§ **Goal of the exercise**
Pull out from the material below all lines with "joined".

§ **Task data**
┄┄┄┄┄┄

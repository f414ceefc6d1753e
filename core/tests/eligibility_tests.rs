/// Recipient eligibility gate tests
use std::sync::Arc;
use streetlink_core::eligibility::{eligible_recipients, follow_counts, is_mutual};
use streetlink_core::{MemoryDataService, Profile};

async fn service() -> Arc<MemoryDataService> {
    let svc = Arc::new(MemoryDataService::new());
    for (id, name) in [
        ("user-a", "anna"),
        ("user-b", "bruno"),
        ("user-c", "cleo"),
        ("user-d", "dora"),
    ] {
        svc.add_profile(Profile {
            id: id.to_string(),
            username: name.to_string(),
            avatar_url: None,
        })
        .await;
    }
    svc
}

#[tokio::test]
async fn test_only_mutual_follows_are_eligible() {
    let svc = service().await;

    // a <-> b mutual; a -> c one-way; d -> a one-way
    svc.follow("user-a", "user-b").await;
    svc.follow("user-b", "user-a").await;
    svc.follow("user-a", "user-c").await;
    svc.follow("user-d", "user-a").await;

    let recipients = eligible_recipients(svc.as_ref(), "user-a", None)
        .await
        .unwrap();
    assert_eq!(recipients.len(), 1);
    assert_eq!(recipients[0].id, "user-b");
}

#[tokio::test]
async fn test_filter_is_case_insensitive_substring() {
    let svc = service().await;
    for other in ["user-b", "user-c", "user-d"] {
        svc.follow("user-a", other).await;
        svc.follow(other, "user-a").await;
    }

    let recipients = eligible_recipients(svc.as_ref(), "user-a", Some("O"))
        .await
        .unwrap();
    let names: Vec<&str> = recipients.iter().map(|p| p.username.as_str()).collect();
    // "brunO", "cleO", "dOra" all match, sorted by username
    assert_eq!(names, vec!["bruno", "cleo", "dora"]);

    let none = eligible_recipients(svc.as_ref(), "user-a", Some("zz"))
        .await
        .unwrap();
    assert!(none.is_empty());
}

#[tokio::test]
async fn test_is_mutual_requires_both_directions() {
    let svc = service().await;
    svc.follow("user-a", "user-b").await;

    assert!(!is_mutual(svc.as_ref(), "user-a", "user-b").await.unwrap());

    svc.follow("user-b", "user-a").await;
    assert!(is_mutual(svc.as_ref(), "user-a", "user-b").await.unwrap());
    assert!(is_mutual(svc.as_ref(), "user-b", "user-a").await.unwrap());

    assert!(!is_mutual(svc.as_ref(), "user-a", "user-a").await.unwrap());
}

#[tokio::test]
async fn test_follow_counts_recomputed_from_edges() {
    let svc = service().await;
    svc.follow("user-b", "user-a").await;
    svc.follow("user-c", "user-a").await;
    svc.follow("user-a", "user-d").await;

    let counts = follow_counts(svc.as_ref(), "user-a").await.unwrap();
    assert_eq!(counts.followers, 2);
    assert_eq!(counts.following, 1);

    // Re-following the same user adds no edge and no count
    svc.follow("user-b", "user-a").await;
    let again = follow_counts(svc.as_ref(), "user-a").await.unwrap();
    assert_eq!(again.followers, 2);
}
/// Remote data service contracts consumed by the messaging core.
/// Transport is an implementation detail; the trait preserves the calls the
/// core depends on. See `rest_service` for the HTTP + websocket client and
/// `memory_service` for the in-process variant.
use crate::error::Result;
use crate::messenger_types::{ConversationRecord, InsertEvent, Message, MessageDraft, Profile};
use async_trait::async_trait;
use chrono::{DateTime, Utc};
use tokio::sync::mpsc;

/// Live feed of message-insert events for one conversation. Dropping the
/// receiver releases the underlying channel.
pub struct InsertFeed {
    pub conversation_id: String,
    pub events: mpsc::UnboundedReceiver<InsertEvent>,
}

#[async_trait]
pub trait DataService: Send + Sync {
    /// Idempotent, race-safe create-or-get for the unordered user pair.
    /// The response shape varies (bare id or wrapper object); callers
    /// normalize it through `dedup::normalize_conversation_id`.
    async fn create_or_get_direct_conversation(
        &self,
        self_id: &str,
        other_id: &str,
    ) -> Result<serde_json::Value>;

    /// All conversations where the user is a member, members and messages
    /// joined in.
    async fn list_conversations(&self, user_id: &str) -> Result<Vec<ConversationRecord>>;

    async fn fetch_conversation(&self, conversation_id: &str) -> Result<ConversationRecord>;

    /// Re-fetch one message with its sender profile joined (used when a
    /// realtime payload arrives partial).
    async fn fetch_message(&self, conversation_id: &str, message_id: &str) -> Result<Message>;

    /// Insert a message and return the created record, sender profile
    /// joined. Never retried internally: a duplicate insert is worse than a
    /// surfaced failure.
    async fn insert_message(&self, draft: &MessageDraft) -> Result<Message>;

    /// Last-write-wins watermark update for one member row.
    async fn update_member_read_state(
        &self,
        conversation_id: &str,
        user_id: &str,
        last_read_at: DateTime<Utc>,
    ) -> Result<()>;

    /// Subscribe to message inserts scoped to one conversation.
    async fn subscribe_message_inserts(&self, conversation_id: &str) -> Result<InsertFeed>;

    /// Ids the user follows.
    async fn list_following(&self, user_id: &str) -> Result<Vec<String>>;

    /// Ids following the user.
    async fn list_followers(&self, user_id: &str) -> Result<Vec<String>>;

    /// Profiles for the given ids; unknown ids are skipped.
    async fn fetch_profiles(&self, user_ids: &[String]) -> Result<Vec<Profile>>;
}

┄┄┄┄┄┄

§ **Expected answer**
    /// joined in.
    /// Re-fetch one message with its sender profile joined (used when a
    /// joined. Never retried internally: a duplicate insert is worse than a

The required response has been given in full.